§ PROBLEM STATEMENT: Exactly the line with "pub mod filter;" and the lines that follow it, through the closing line of the entries, should be restated, with nothing left out or added.

* * * * *

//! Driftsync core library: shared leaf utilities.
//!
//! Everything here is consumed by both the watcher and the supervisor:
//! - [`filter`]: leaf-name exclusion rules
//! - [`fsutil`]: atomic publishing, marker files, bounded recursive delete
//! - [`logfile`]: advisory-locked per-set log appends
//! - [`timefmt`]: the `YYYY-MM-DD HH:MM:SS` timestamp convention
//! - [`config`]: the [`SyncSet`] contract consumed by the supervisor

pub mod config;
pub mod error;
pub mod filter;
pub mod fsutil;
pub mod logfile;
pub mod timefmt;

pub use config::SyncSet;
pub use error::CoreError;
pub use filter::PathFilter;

* * * * *

§ EXERCISE RESPONSE:
pub mod filter;
pub mod fsutil;
pub mod logfile;
pub mod timefmt;

pub use config::SyncSet;
pub use error::CoreError;
pub use filter::PathFilter;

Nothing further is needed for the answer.